Share your inspirational running stories with us to win a 2020 entry of your choice

Runners create inspirational running stories when they run the Austin Marathon on behalf of a loved one!Everyone has a running story and running means something different to everyone. Share your inspirational running stories with us for a chance to win one of 25 entries (distance of your choice)! Since 1992, the Ascension Seton Austin Marathon has seen thousands of runners cross their first 26.2-mile finish line. In 2017, Kayleigh Williamson became the first athlete with Down syndrome to cross the Austin Half Marathon finish line. Countless individuals got their first taste of running at the Austin Marathon 5K benefitting Paramount Theatre.

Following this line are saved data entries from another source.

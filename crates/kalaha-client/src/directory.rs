//! The matchmaking directory seam.
//!
//! Searching for opponents and requesting a game are REST calls in the
//! reference deployment. The state machine only sees this trait; the
//! match itself starts later, server-side, via an `opponent=` frame on
//! the socket.

use kalaha_protocol::SearchHit;

/// Errors from the matchmaking directory.
#[derive(Debug, thiserror::Error)]
pub enum DirectoryError {
    /// The session behind the call is no longer valid.
    #[error("directory call rejected: session not authorized")]
    Unauthorized,

    /// The call failed for any other reason (network, server error).
    #[error("directory call failed: {0}")]
    RequestFailed(String),
}

/// Finds opponents and issues game requests.
pub trait Directory: Send + Sync + 'static {
    /// Searches online players by display name fragment.
    ///
    /// Returns hits in the server's order. The caller applies the query
    /// policy (minimum length, duplicate suppression, staleness) — this
    /// trait is a dumb pipe.
    fn search(
        &self,
        query: &str,
    ) -> impl std::future::Future<Output = Result<Vec<SearchHit>, DirectoryError>> + Send;

    /// Asks the server to invite `opponent_id` to a game.
    ///
    /// An `Ok` is only an acknowledgement that the request was relayed;
    /// the match (if the opponent accepts) begins with an `opponent=`
    /// frame on the socket.
    fn request_game(
        &self,
        opponent_id: &str,
    ) -> impl std::future::Future<Output = Result<(), DirectoryError>> + Send;
}
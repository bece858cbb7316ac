//! The session client: exclusive owner of one open match socket.
//!
//! [`SessionClient::open`] sends the handshake frame and then moves the
//! receive half of the connection into a background task. That task is the
//! only reader: it decodes each inbound frame, keeps the turn flag
//! current, and forwards the typed event to the single registered
//! consumer over a bounded channel — in the exact order the transport
//! delivered the frames.
//!
//! Undecodable and unrecognized frames are logged and dropped here; the
//! consumer never sees them, so a protocol extension can't wedge the
//! state machine.

use std::sync::Arc;
use std::sync::atomic::{AtomicBool, Ordering};

use kalaha_protocol::{ActiveSession, ClientFrame, ServerEvent};
use kalaha_transport::Connection;
use tokio::sync::mpsc;

use crate::SessionError;

/// Capacity of the event channel between the reader task and the consumer.
const EVENT_CHANNEL_CAPACITY: usize = 64;

/// An event surfaced to the session's consumer.
#[derive(Debug, Clone, PartialEq, Eq)]
pub enum SessionEvent {
    /// A decoded protocol frame, in arrival order.
    Protocol(ServerEvent),
    /// The socket closed or failed. Terminal: nothing follows this event,
    /// and no reconnect is attempted — that policy belongs to the
    /// consumer.
    Disconnected,
}

/// Owns the match socket for the lifetime of one connection attempt.
///
/// There is no way to obtain a `SessionClient` without sending the
/// handshake: [`open`](Self::open) is the only constructor and it writes
/// the handshake frame before the reader task exists, so no other frame
/// can ever precede it.
pub struct SessionClient<C: Connection + Clone> {
    conn: C,
    user_id: String,
    my_turn: Arc<AtomicBool>,
}

impl<C: Connection + Clone> SessionClient<C> {
    /// Performs the socket handshake and starts the reader task.
    ///
    /// `conn` must already be open at the transport level. Returns the
    /// client handle and the receiving end of the event channel; the
    /// receiver is the session's single consumer.
    ///
    /// # Errors
    /// Returns [`SessionError::Transport`] if the handshake frame cannot
    /// be sent.
    pub async fn open(
        conn: C,
        session: &ActiveSession,
    ) -> Result<(Self, mpsc::Receiver<SessionEvent>), SessionError> {
        let handshake = ClientFrame::Handshake(session.clone()).encode();
        conn.send(&handshake)
            .await
            .map_err(|e| SessionError::Transport(e.to_string()))?;
        tracing::debug!(conn = %conn.id(), %session, "handshake sent");

        let my_turn = Arc::new(AtomicBool::new(false));
        let (events_tx, events_rx) = mpsc::channel(EVENT_CHANNEL_CAPACITY);
        tokio::spawn(recv_loop(
            conn.clone(),
            events_tx,
            Arc::clone(&my_turn),
        ));

        Ok((
            Self {
                conn,
                user_id: session.user_id.clone(),
                my_turn,
            },
            events_rx,
        ))
    }

    /// The user id this session was opened for.
    pub fn user_id(&self) -> &str {
        &self.user_id
    }

    /// Whether the last turn indicator granted the local player the turn.
    pub fn is_my_turn(&self) -> bool {
        self.my_turn.load(Ordering::Acquire)
    }

    /// Submits a move for the given visual pit index (1–6).
    ///
    /// A silent no-op when it is not the local player's turn — the state
    /// machine gates on phase as well, but the socket owner is the last
    /// line of defense against writing out-of-turn frames. Send failures
    /// are logged, not returned: the reader task will surface the broken
    /// socket as [`SessionEvent::Disconnected`].
    pub async fn submit_move(&self, pit: u8) {
        if !self.my_turn.load(Ordering::Acquire) {
            tracing::debug!(
                conn = %self.conn.id(),
                pit,
                "move dropped: not this player's turn"
            );
            return;
        }
        let frame = ClientFrame::Move(pit).encode();
        if let Err(e) = self.conn.send(&frame).await {
            tracing::warn!(
                conn = %self.conn.id(),
                error = %e,
                "sending move failed"
            );
        }
    }

    /// Closes the socket. The reader task then emits
    /// [`SessionEvent::Disconnected`] and exits.
    pub async fn close(&self) {
        if let Err(e) = self.conn.close().await {
            tracing::debug!(conn = %self.conn.id(), error = %e, "close failed");
        }
    }
}

/// The single reader: decode, track the turn flag, forward in order.
async fn recv_loop<C: Connection>(
    conn: C,
    events: mpsc::Sender<SessionEvent>,
    my_turn: Arc<AtomicBool>,
) {
    loop {
        match conn.recv().await {
            Ok(Some(frame)) => match ServerEvent::decode(&frame) {
                Ok(ServerEvent::Unrecognized) => {
                    tracing::debug!(
                        conn = %conn.id(),
                        frame,
                        "discarding unrecognized frame"
                    );
                }
                Ok(event) => {
                    // The flag must be current before the consumer can
                    // react to the event.
                    match event {
                        ServerEvent::TurnGranted => {
                            my_turn.store(true, Ordering::Release);
                        }
                        ServerEvent::TurnDenied
                        | ServerEvent::WaitingForMatch
                        | ServerEvent::MatchEnded => {
                            my_turn.store(false, Ordering::Release);
                        }
                        _ => {}
                    }
                    if events
                        .send(SessionEvent::Protocol(event))
                        .await
                        .is_err()
                    {
                        // Consumer dropped the receiver; stop reading.
                        break;
                    }
                }
                Err(e) => {
                    tracing::debug!(
                        conn = %conn.id(),
                        frame,
                        error = %e,
                        "discarding undecodable frame"
                    );
                }
            },
            Ok(None) => {
                tracing::info!(conn = %conn.id(), "connection closed");
                let _ = events.send(SessionEvent::Disconnected).await;
                break;
            }
            Err(e) => {
                tracing::debug!(conn = %conn.id(), error = %e, "recv failed");
                let _ = events.send(SessionEvent::Disconnected).await;
                break;
            }
        }
    }
}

Runners from around the world have experienced something special on the streets of Austin. We want to share that special moment!

What we want

Email us your running story and two high-res, original images. Your story can be about whatever you want. It can be about training for your first Austin Marathon (in 2020!), recent successes you’ve experienced, running on behalf of someone or something, or something extraordinary. We just want to know what running has done for you. Stories must be between 300-400 words. High-res images must be your own (or those that you’ve purchased or been given permission to use) and you must send the original image. 

How to submit

Email your story and the two high-res images to info@youraustinmarathon.com by July 31st. Title the email My Running Story. Please provide hyperlinks to all of your social channels for sharing purposes. You have until July 30th to submit your inspirational running story. That means you can submit your story as early as today. We will contact winners and inform them of next steps. We’ll post your inspirational running stories to the Austin Marathon blog. The Austin Marathon will share your inspirational running stories on social media.

Rules

All submissions must adhere to the requirements. Incomplete submissions will not be reviewed. Winners will be contacted within ten business days of their submission. Winners will win an entry of their choice to the 2020 Austin Marathon, half marathon, or Austin Marathon 5K. Submissions will stop being accepted when 25 submissions have been accepted or on July 31st.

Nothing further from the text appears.